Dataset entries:
>>>

//! The canonical in-memory image representation.
//!
//! An [`ImageDescriptor`] owns one typed buffer per plane. Planes are stored
//! separately (not interleaved) so a plane-wise kernel can borrow a single
//! plane, and so row slices of different planes never alias.

use crate::core::error::{ProcessError, ProcessResult};
use crate::core::types::{ColorSpace, Complex32, DataType, Sample};

/// Applies `$body` to the vector (or slice) held by any plane variant.
macro_rules! with_plane {
    ($value:expr, $enum:ident, $inner:ident => $body:expr) => {
        match $value {
            $enum::Byte($inner) => $body,
            $enum::Short($inner) => $body,
            $enum::UShort($inner) => $body,
            $enum::Int($inner) => $body,
            $enum::Float($inner) => $body,
            $enum::CFloat($inner) => $body,
        }
    };
}

/// Pixel storage for one plane.
#[derive(Debug, Clone, PartialEq)]
pub enum PlaneData {
    Byte(Vec<u8>),
    Short(Vec<i16>),
    UShort(Vec<u16>),
    Int(Vec<i32>),
    Float(Vec<f32>),
    CFloat(Vec<Complex32>),
}

impl PlaneData {
    /// Allocate a zero-filled plane of `count` samples.
    pub fn zeroed(data_type: DataType, count: usize) -> Self {
        match data_type {
            DataType::Byte => PlaneData::Byte(vec![0; count]),
            DataType::Short => PlaneData::Short(vec![0; count]),
            DataType::UShort => PlaneData::UShort(vec![0; count]),
            DataType::Int => PlaneData::Int(vec![0; count]),
            DataType::Float => PlaneData::Float(vec![0.0; count]),
            DataType::CFloat => PlaneData::CFloat(vec![Complex32::default(); count]),
        }
    }

    pub fn data_type(&self) -> DataType {
        match self {
            PlaneData::Byte(_) => DataType::Byte,
            PlaneData::Short(_) => DataType::Short,
            PlaneData::UShort(_) => DataType::UShort,
            PlaneData::Int(_) => DataType::Int,
            PlaneData::Float(_) => DataType::Float,
            PlaneData::CFloat(_) => DataType::CFloat,
        }
    }

    pub fn len(&self) -> usize {
        with_plane!(self, PlaneData, v => v.len())
    }

    pub fn is_empty(&self) -> bool {
        self.len() == 0
    }

    /// Read sample `index` as `f32`. Complex samples yield their real part.
    pub fn get(&self, index: usize) -> f32 {
        with_plane!(self, PlaneData, v => v[index].to_f32())
    }

    /// Write sample `index`, rounding and saturating to the plane's type.
    pub fn set(&mut self, index: usize, value: f32) {
        with_plane!(self, PlaneData, v => v[index] = Sample::from_f32(value))
    }

    /// Fill every sample with `value`.
    pub fn fill(&mut self, value: f32) {
        with_plane!(self, PlaneData, v => {
            for sample in v.iter_mut() {
                *sample = Sample::from_f32(value);
            }
        })
    }

    /// Raw native-endian bytes of the plane.
    pub fn as_bytes(&self) -> &[u8] {
        with_plane!(self, PlaneData, v => bytemuck::cast_slice(v.as_slice()))
    }

    /// Split the plane into mutable rows of `width` samples.
    pub fn rows_mut(&mut self, width: usize) -> Vec<RowMut<'_>> {
        match self {
            PlaneData::Byte(v) => v.chunks_mut(width).map(RowMut::Byte).collect(),
            PlaneData::Short(v) => v.chunks_mut(width).map(RowMut::Short).collect(),
            PlaneData::UShort(v) => v.chunks_mut(width).map(RowMut::UShort).collect(),
            PlaneData::Int(v) => v.chunks_mut(width).map(RowMut::Int).collect(),
            PlaneData::Float(v) => v.chunks_mut(width).map(RowMut::Float).collect(),
            PlaneData::CFloat(v) => v.chunks_mut(width).map(RowMut::CFloat).collect(),
        }
    }
}

/// A mutable row of one plane, borrowed from an [`ImageDescriptor`].
#[derive(Debug)]
pub enum RowMut<'a> {
    Byte(&'a mut [u8]),
    Short(&'a mut [i16]),
    UShort(&'a mut [u16]),
    Int(&'a mut [i32]),
    Float(&'a mut [f32]),
    CFloat(&'a mut [Complex32]),
}

impl RowMut<'_> {
    pub fn len(&self) -> usize {
        with_plane!(self, RowMut, v => v.len())
    }

    pub fn is_empty(&self) -> bool {
        self.len() == 0
    }

    pub fn get(&self, x: usize) -> f32 {
        with_plane!(self, RowMut, v => v[x].to_f32())
    }

    pub fn set(&mut self, x: usize, value: f32) {
        with_plane!(self, RowMut, v => v[x] = Sample::from_f32(value))
    }
}

/// One raster image buffer: dimensions, interpretation and owned planes.
///
/// `depth()` counts every stored plane, including the alpha plane when
/// `has_alpha()` is set. All planes hold `count()` samples of `data_type()`.
#[derive(Debug, Clone, PartialEq)]
pub struct ImageDescriptor {
    width: usize,
    height: usize,
    color_space: ColorSpace,
    data_type: DataType,
    has_alpha: bool,
    planes: Vec<PlaneData>,
    palette: Option<Vec<[u8; 3]>>,
}

impl ImageDescriptor {
    /// Create a zero-filled image.
    ///
    /// Fails with `InvalidDimension` when either dimension is zero or the
    /// sample count overflows, and with `UnsupportedDataType` when a Binary or
    /// Map image is requested with anything other than bytes.
    pub fn create(
        width: usize,
        height: usize,
        color_space: ColorSpace,
        data_type: DataType,
    ) -> ProcessResult<Self> {
        Self::allocate(width, height, color_space, data_type, false)
    }

    /// Like [`ImageDescriptor::create`] with an extra alpha plane.
    pub fn create_with_alpha(
        width: usize,
        height: usize,
        color_space: ColorSpace,
        data_type: DataType,
    ) -> ProcessResult<Self> {
        Self::allocate(width, height, color_space, data_type, true)
    }

    /// Create an image with the same size, color space, data type and alpha as `self`.
    pub fn create_based(&self) -> Self {
        Self {
            width: self.width,
            height: self.height,
            color_space: self.color_space,
            data_type: self.data_type,
            has_alpha: self.has_alpha,
            planes: (0..self.depth())
                .map(|_| PlaneData::zeroed(self.data_type, self.count()))
                .collect(),
            palette: self.palette.clone(),
        }
    }

    /// Assemble an image from planes produced elsewhere (e.g. by a codec).
    ///
    /// The plane count, plane lengths and plane types must agree with the
    /// other arguments.
    pub fn from_planes(
        width: usize,
        height: usize,
        color_space: ColorSpace,
        has_alpha: bool,
        planes: Vec<PlaneData>,
    ) -> ProcessResult<Self> {
        let count = checked_count(width, height)?;
        let expected_depth = color_space.plane_count() + usize::from(has_alpha);
        if planes.len() != expected_depth {
            return Err(ProcessError::invalid_argument(
                "planes",
                format!("{} needs {} planes, got {}", color_space, expected_depth, planes.len()),
            ));
        }

        let data_type = planes[0].data_type();
        if let Some(bad) = planes
            .iter()
            .position(|p| p.data_type() != data_type || p.len() != count)
        {
            return Err(ProcessError::invalid_argument(
                "planes",
                format!("plane {} does not hold {} {} samples", bad, count, data_type),
            ));
        }
        check_color_data(color_space, data_type)?;

        Ok(Self {
            width,
            height,
            color_space,
            data_type,
            has_alpha,
            planes,
            palette: default_palette(color_space),
        })
    }

    fn allocate(
        width: usize,
        height: usize,
        color_space: ColorSpace,
        data_type: DataType,
        has_alpha: bool,
    ) -> ProcessResult<Self> {
        let count = checked_count(width, height)?;
        check_color_data(color_space, data_type)?;

        let depth = color_space.plane_count() + usize::from(has_alpha);
        Ok(Self {
            width,
            height,
            color_space,
            data_type,
            has_alpha,
            planes: (0..depth).map(|_| PlaneData::zeroed(data_type, count)).collect(),
            palette: default_palette(color_space),
        })
    }

    pub fn width(&self) -> usize {
        self.width
    }

    pub fn height(&self) -> usize {
        self.height
    }

    pub fn color_space(&self) -> ColorSpace {
        self.color_space
    }

    pub fn data_type(&self) -> DataType {
        self.data_type
    }

    pub fn has_alpha(&self) -> bool {
        self.has_alpha
    }

    /// Number of stored planes, alpha included.
    pub fn depth(&self) -> usize {
        self.planes.len()
    }

    /// Number of color planes, alpha excluded.
    pub fn color_depth(&self) -> usize {
        self.color_space.plane_count()
    }

    /// Samples per plane (`width * height`).
    pub fn count(&self) -> usize {
        self.width * self.height
    }

    /// Total size of the pixel buffers in bytes.
    pub fn byte_size(&self) -> usize {
        self.count() * self.depth() * self.data_type.byte_size()
    }

    pub fn planes(&self) -> &[PlaneData] {
        &self.planes
    }

    pub fn plane(&self, index: usize) -> Option<&PlaneData> {
        self.planes.get(index)
    }

    pub fn plane_mut(&mut self, index: usize) -> Option<&mut PlaneData> {
        self.planes.get_mut(index)
    }

    /// Sample at `(x, y)` of `plane` as `f32`.
    ///
    /// # Panics
    /// Panics when the position or plane is out of range.
    pub fn get(&self, x: usize, y: usize, plane: usize) -> f32 {
        self.planes[plane].get(y * self.width + x)
    }

    /// Write the sample at `(x, y)` of `plane`.
    ///
    /// # Panics
    /// Panics when the position or plane is out of range.
    pub fn set(&mut self, x: usize, y: usize, plane: usize, value: f32) {
        let index = y * self.width + x;
        self.planes[plane].set(index, value);
    }

    /// Set every sample of every plane to `value`.
    pub fn fill(&mut self, value: f32) {
        self.planes.iter_mut().for_each(|p| p.fill(value));
    }

    /// Color map of Binary and Map images.
    pub fn palette(&self) -> Option<&[[u8; 3]]> {
        self.palette.as_deref()
    }

    /// Replace the color map. Only Map images accept a custom palette.
    pub fn set_palette(&mut self, palette: Vec<[u8; 3]>) -> ProcessResult<()> {
        if self.color_space != ColorSpace::Map {
            return Err(ProcessError::ColorSpaceMismatch {
                expected: ColorSpace::Map,
                found: self.color_space,
            });
        }
        if palette.is_empty() || palette.len() > 256 {
            return Err(ProcessError::invalid_argument(
                "palette",
                format!("must have 1 to 256 entries, got {}", palette.len()),
            ));
        }
        self.palette = Some(palette);
        Ok(())
    }

    /// Borrow every plane as mutable rows, indexed `[y][plane]`.
    pub fn rows_mut(&mut self) -> Vec<Vec<RowMut<'_>>> {
        let width = self.width;
        let height = self.height;
        let mut rows: Vec<Vec<RowMut<'_>>> = (0..height)
            .map(|_| Vec::with_capacity(self.planes.len()))
            .collect();
        for plane in self.planes.iter_mut() {
            for (y, row) in plane.rows_mut(width).into_iter().enumerate() {
                rows[y].push(row);
            }
        }
        rows
    }
}

fn checked_count(width: usize, height: usize) -> ProcessResult<usize> {
    match width.checked_mul(height) {
        Some(count) if count > 0 => Ok(count),
        _ => Err(ProcessError::InvalidDimension { width, height }),
    }
}

fn check_color_data(color_space: ColorSpace, data_type: DataType) -> ProcessResult<()> {
    if color_space.requires_byte() && data_type != DataType::Byte {
        return Err(ProcessError::unsupported(
            data_type,
            format!("{} images must be byte", color_space),
        ));
    }
    Ok(())
}

fn default_palette(color_space: ColorSpace) -> Option<Vec<[u8; 3]>> {
    match color_space {
        ColorSpace::Binary => Some(vec![[0, 0, 0], [255, 255, 255]]),
        ColorSpace::Map => Some((0..=255u8).map(|i| [i, i, i]).collect()),
        _ => None,
    }
}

<<<

◆ **Task item**: Copy all lines from the data that hold the word "core".

◆ **Solution**:
use crate::core::error::{ProcessError, ProcessResult};
use crate::core::types::{ColorSpace, Complex32, DataType, Sample};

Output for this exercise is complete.